Your instructions – The response should consist of the records that follow, repeated exactly.

Top of Material supplied

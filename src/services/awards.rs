// SPDX-License-Identifier: MIT
// Copyright 2026 Roland Dreier <roland@rolandd.dev>

//! Badge and title unlocks.
//!
//! Rules are checked in catalog order. A rule whose ID already has a grant
//! record is never evaluated again, so re-running against unchanged state
//! grants nothing.

use crate::models::{
    AchievementCategory, AchievementDefinition, AchievementKind, AchievementRule, Enrollment,
    GrantedAchievement, Rarity, Tier, UserAggregate,
};
use chrono::{DateTime, Utc};
use serde::Serialize;
use std::collections::HashSet;

/// Lifetime distance milestones (km) in the default catalog.
const DISTANCE_MILESTONES_KM: [u32; 4] = [10, 25, 50, 100];
/// Streak milestones (days) in the default catalog.
const STREAK_MILESTONES_DAYS: [u32; 3] = [3, 7, 14];

/// An enrollment together with its challenge tier, if the challenge is known.
#[derive(Debug, Clone, Copy)]
pub struct EnrolledChallenge<'a> {
    pub enrollment: &'a Enrollment,
    pub tier: Option<&'a Tier>,
}

/// Achievements unlocked by one evaluation.
#[derive(Debug, Clone, Default, PartialEq, Serialize)]
pub struct AwardOutcome {
    pub new_badges: Vec<String>,
    pub new_titles: Vec<String>,
}

impl AwardOutcome {
    pub fn is_empty(&self) -> bool {
        self.new_badges.is_empty() && self.new_titles.is_empty()
    }
}

/// Evaluates the achievement catalog against a user's progress.
#[derive(Debug, Clone)]
pub struct AwardEngine {
    catalog: Vec<AchievementDefinition>,
}

impl Default for AwardEngine {
    fn default() -> Self {
        Self::new(default_catalog())
    }
}

impl AwardEngine {
    pub fn new(catalog: Vec<AchievementDefinition>) -> Self {
        Self { catalog }
    }

    pub fn catalog(&self) -> &[AchievementDefinition] {
        &self.catalog
    }

    /// Grant every achievement whose rule now holds and that the user does
    /// not have yet.
    ///
    /// New grant records are appended to `granted`.
    pub fn evaluate(
        &self,
        user_id: u64,
        aggregate: &UserAggregate,
        enrollments: &[EnrolledChallenge<'_>],
        granted: &mut Vec<GrantedAchievement>,
        now: DateTime<Utc>,
    ) -> AwardOutcome {
        let mut held: HashSet<String> = granted.iter().map(|g| g.achievement_id.clone()).collect();
        let mut outcome = AwardOutcome::default();

        for definition in &self.catalog {
            if held.contains(&definition.id) {
                continue;
            }
            if !rule_holds(&definition.rule, aggregate, enrollments) {
                continue;
            }

            held.insert(definition.id.clone());
            granted.push(GrantedAchievement {
                user_id,
                achievement_id: definition.id.clone(),
                kind: definition.kind,
                granted_at: now,
            });
            match definition.kind {
                AchievementKind::Badge => outcome.new_badges.push(definition.id.clone()),
                AchievementKind::Title => outcome.new_titles.push(definition.id.clone()),
            }

            tracing::info!(
                user_id,
                achievement_id = %definition.id,
                kind = ?definition.kind,
                "Achievement granted"
            );
        }

        outcome
    }
}

fn rule_holds(
    rule: &AchievementRule,
    aggregate: &UserAggregate,
    enrollments: &[EnrolledChallenge<'_>],
) -> bool {
    match rule {
        AchievementRule::DistanceMilestone { threshold_km } => {
            aggregate.total_distance_km >= *threshold_km
        }
        AchievementRule::StreakMilestone { threshold_days } => enrollments
            .iter()
            .map(|e| e.enrollment.streak_days)
            .max()
            .is_some_and(|best| best >= *threshold_days),
        AchievementRule::ChallengeTierCompletion { tier } => completed_tiers(enrollments).contains(tier),
        AchievementRule::ChallengeCompletionCount { count } => {
            enrollments.iter().filter(|e| e.enrollment.completed).count() >= *count
        }
        AchievementRule::AllTiersCompleted { tiers } => {
            let completed = completed_tiers(enrollments);
            tiers.iter().all(|t| completed.contains(t))
        }
    }
}

fn completed_tiers<'a>(enrollments: &[EnrolledChallenge<'a>]) -> HashSet<&'a Tier> {
    enrollments
        .iter()
        .filter(|e| e.enrollment.completed)
        .filter_map(|e| e.tier)
        .collect()
}

/// The built-in catalog, in evaluation order.
pub fn default_catalog() -> Vec<AchievementDefinition> {
    let mut catalog = Vec::new();

    for km in DISTANCE_MILESTONES_KM {
        catalog.push(AchievementDefinition {
            id: format!("distance_{}km", km),
            name: format!("{}km Milestone", km),
            description: format!("Ran {} km in total.", km),
            kind: AchievementKind::Badge,
            category: AchievementCategory::Distance,
            rarity: match km {
                0..=10 => Rarity::Common,
                11..=25 => Rarity::Uncommon,
                26..=50 => Rarity::Rare,
                _ => Rarity::Epic,
            },
            rule: AchievementRule::DistanceMilestone {
                threshold_km: f64::from(km),
            },
        });
    }

    for days in STREAK_MILESTONES_DAYS {
        catalog.push(AchievementDefinition {
            id: format!("streak_{}d", days),
            name: format!("{}-Day Streak", days),
            description: format!("Ran on {} consecutive days in a challenge.", days),
            kind: AchievementKind::Badge,
            category: AchievementCategory::Streak,
            rarity: match days {
                0..=3 => Rarity::Common,
                4..=7 => Rarity::Uncommon,
                _ => Rarity::Rare,
            },
            rule: AchievementRule::StreakMilestone {
                threshold_days: days,
            },
        });
    }

    for tier in Tier::STANDARD {
        catalog.push(AchievementDefinition {
            id: format!("{}_complete", tier.as_str().to_lowercase()),
            name: format!("{} Challenge Complete", tier),
            description: format!("Completed a {} challenge.", tier),
            kind: AchievementKind::Badge,
            category: AchievementCategory::Challenge,
            rarity: match tier {
                Tier::Sprint => Rarity::Common,
                Tier::Marathon => Rarity::Uncommon,
                Tier::Ultra => Rarity::Rare,
                _ => Rarity::Epic,
            },
            rule: AchievementRule::ChallengeTierCompletion { tier },
        });
    }

    catalog.push(AchievementDefinition {
        id: "steady_strider".to_string(),
        name: "Steady Strider".to_string(),
        description: "Completed your first challenge.".to_string(),
        kind: AchievementKind::Title,
        category: AchievementCategory::Challenge,
        rarity: Rarity::Uncommon,
        rule: AchievementRule::ChallengeCompletionCount { count: 1 },
    });

    catalog.push(AchievementDefinition {
        id: "tier_master".to_string(),
        name: "Tier Master".to_string(),
        description: "Completed a challenge in every tier.".to_string(),
        kind: AchievementKind::Title,
        category: AchievementCategory::Special,
        rarity: Rarity::Legendary,
        rule: AchievementRule::AllTiersCompleted {
            tiers: Tier::STANDARD.to_vec(),
        },
    });

    catalog
}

Bottom of Material supplied

Task response –
filename src/services/awards.rs
// SPDX-License-Identifier: MIT
// Copyright 2026 Roland Dreier <roland@rolandd.dev>

//! Badge and title unlocks.
//!
//! Rules are checked in catalog order. A rule whose ID already has a grant
//! record is never evaluated again, so re-running against unchanged state
//! grants nothing.

use crate::models::{
    AchievementCategory, AchievementDefinition, AchievementKind, AchievementRule, Enrollment,
    GrantedAchievement, Rarity, Tier, UserAggregate,
};
use chrono::{DateTime, Utc};
use serde::Serialize;
use std::collections::HashSet;

/// Lifetime distance milestones (km) in the default catalog.
const DISTANCE_MILESTONES_KM: [u32; 4] = [10, 25, 50, 100];
/// Streak milestones (days) in the default catalog.
const STREAK_MILESTONES_DAYS: [u32; 3] = [3, 7, 14];

/// An enrollment together with its challenge tier, if the challenge is known.
#[derive(Debug, Clone, Copy)]
pub struct EnrolledChallenge<'a> {
    pub enrollment: &'a Enrollment,
    pub tier: Option<&'a Tier>,
}

/// Achievements unlocked by one evaluation.
#[derive(Debug, Clone, Default, PartialEq, Serialize)]
pub struct AwardOutcome {
    pub new_badges: Vec<String>,
    pub new_titles: Vec<String>,
}

impl AwardOutcome {
    pub fn is_empty(&self) -> bool {
        self.new_badges.is_empty() && self.new_titles.is_empty()
    }
}

/// Evaluates the achievement catalog against a user's progress.
#[derive(Debug, Clone)]
pub struct AwardEngine {
    catalog: Vec<AchievementDefinition>,
}

impl Default for AwardEngine {
    fn default() -> Self {
        Self::new(default_catalog())
    }
}

impl AwardEngine {
    pub fn new(catalog: Vec<AchievementDefinition>) -> Self {
        Self { catalog }
    }

    pub fn catalog(&self) -> &[AchievementDefinition] {
        &self.catalog
    }

    /// Grant every achievement whose rule now holds and that the user does
    /// not have yet.
    ///
    /// New grant records are appended to `granted`.
    pub fn evaluate(
        &self,
        user_id: u64,
        aggregate: &UserAggregate,
        enrollments: &[EnrolledChallenge<'_>],
        granted: &mut Vec<GrantedAchievement>,
        now: DateTime<Utc>,
    ) -> AwardOutcome {
        let mut held: HashSet<String> = granted.iter().map(|g| g.achievement_id.clone()).collect();
        let mut outcome = AwardOutcome::default();

        for definition in &self.catalog {
            if held.contains(&definition.id) {
                continue;
            }
            if !rule_holds(&definition.rule, aggregate, enrollments) {
                continue;
            }

            held.insert(definition.id.clone());
            granted.push(GrantedAchievement {
                user_id,
                achievement_id: definition.id.clone(),
                kind: definition.kind,
                granted_at: now,
            });
            match definition.kind {
                AchievementKind::Badge => outcome.new_badges.push(definition.id.clone()),
                AchievementKind::Title => outcome.new_titles.push(definition.id.clone()),
            }

            tracing::info!(
                user_id,
                achievement_id = %definition.id,
                kind = ?definition.kind,
                "Achievement granted"
            );
        }

        outcome
    }
}

fn rule_holds(
    rule: &AchievementRule,
    aggregate: &UserAggregate,
    enrollments: &[EnrolledChallenge<'_>],
) -> bool {
    match rule {
        AchievementRule::DistanceMilestone { threshold_km } => {
            aggregate.total_distance_km >= *threshold_km
        }
        AchievementRule::StreakMilestone { threshold_days } => enrollments
            .iter()
            .map(|e| e.enrollment.streak_days)
            .max()
            .is_some_and(|best| best >= *threshold_days),
        AchievementRule::ChallengeTierCompletion { tier } => completed_tiers(enrollments).contains(tier),
        AchievementRule::ChallengeCompletionCount { count } => {
            enrollments.iter().filter(|e| e.enrollment.completed).count() >= *count
        }
        AchievementRule::AllTiersCompleted { tiers } => {
            let completed = completed_tiers(enrollments);
            tiers.iter().all(|t| completed.contains(t))
        }
    }
}

fn completed_tiers<'a>(enrollments: &[EnrolledChallenge<'a>]) -> HashSet<&'a Tier> {
    enrollments
        .iter()
        .filter(|e| e.enrollment.completed)
        .filter_map(|e| e.tier)
        .collect()
}

/// The built-in catalog, in evaluation order.
pub fn default_catalog() -> Vec<AchievementDefinition> {
    let mut catalog = Vec::new();

    for km in DISTANCE_MILESTONES_KM {
        catalog.push(AchievementDefinition {
            id: format!("distance_{}km", km),
            name: format!("{}km Milestone", km),
            description: format!("Ran {} km in total.", km),
            kind: AchievementKind::Badge,
            category: AchievementCategory::Distance,
            rarity: match km {
                0..=10 => Rarity::Common,
                11..=25 => Rarity::Uncommon,
                26..=50 => Rarity::Rare,
                _ => Rarity::Epic,
            },
            rule: AchievementRule::DistanceMilestone {
                threshold_km: f64::from(km),
            },
        });
    }

    for days in STREAK_MILESTONES_DAYS {
        catalog.push(AchievementDefinition {
            id: format!("streak_{}d", days),
            name: format!("{}-Day Streak", days),
            description: format!("Ran on {} consecutive days in a challenge.", days),
            kind: AchievementKind::Badge,
            category: AchievementCategory::Streak,
            rarity: match days {
                0..=3 => Rarity::Common,
                4..=7 => Rarity::Uncommon,
                _ => Rarity::Rare,
            },
            rule: AchievementRule::StreakMilestone {
                threshold_days: days,
            },
        });
    }

    for tier in Tier::STANDARD {
        catalog.push(AchievementDefinition {
            id: format!("{}_complete", tier.as_str().to_lowercase()),
            name: format!("{} Challenge Complete", tier),
            description: format!("Completed a {} challenge.", tier),
            kind: AchievementKind::Badge,
            category: AchievementCategory::Challenge,
            rarity: match tier {
                Tier::Sprint => Rarity::Common,
                Tier::Marathon => Rarity::Uncommon,
                Tier::Ultra => Rarity::Rare,
                _ => Rarity::Epic,
            },
            rule: AchievementRule::ChallengeTierCompletion { tier },
        });
    }

    catalog.push(AchievementDefinition {
        id: "steady_strider".to_string(),
        name: "Steady Strider".to_string(),
        description: "Completed your first challenge.".to_string(),
        kind: AchievementKind::Title,
        category: AchievementCategory::Challenge,
        rarity: Rarity::Uncommon,
        rule: AchievementRule::ChallengeCompletionCount { count: 1 },
    });

    catalog.push(AchievementDefinition {
        id: "tier_master".to_string(),
        name: "Tier Master".to_string(),
        description: "Completed a challenge in every tier.".to_string(),
        kind: AchievementKind::Title,
        category: AchievementCategory::Special,
        rarity: Rarity::Legendary,
        rule: AchievementRule::AllTiersCompleted {
            tiers: Tier::STANDARD.to_vec(),
        },
    });

    catalog
}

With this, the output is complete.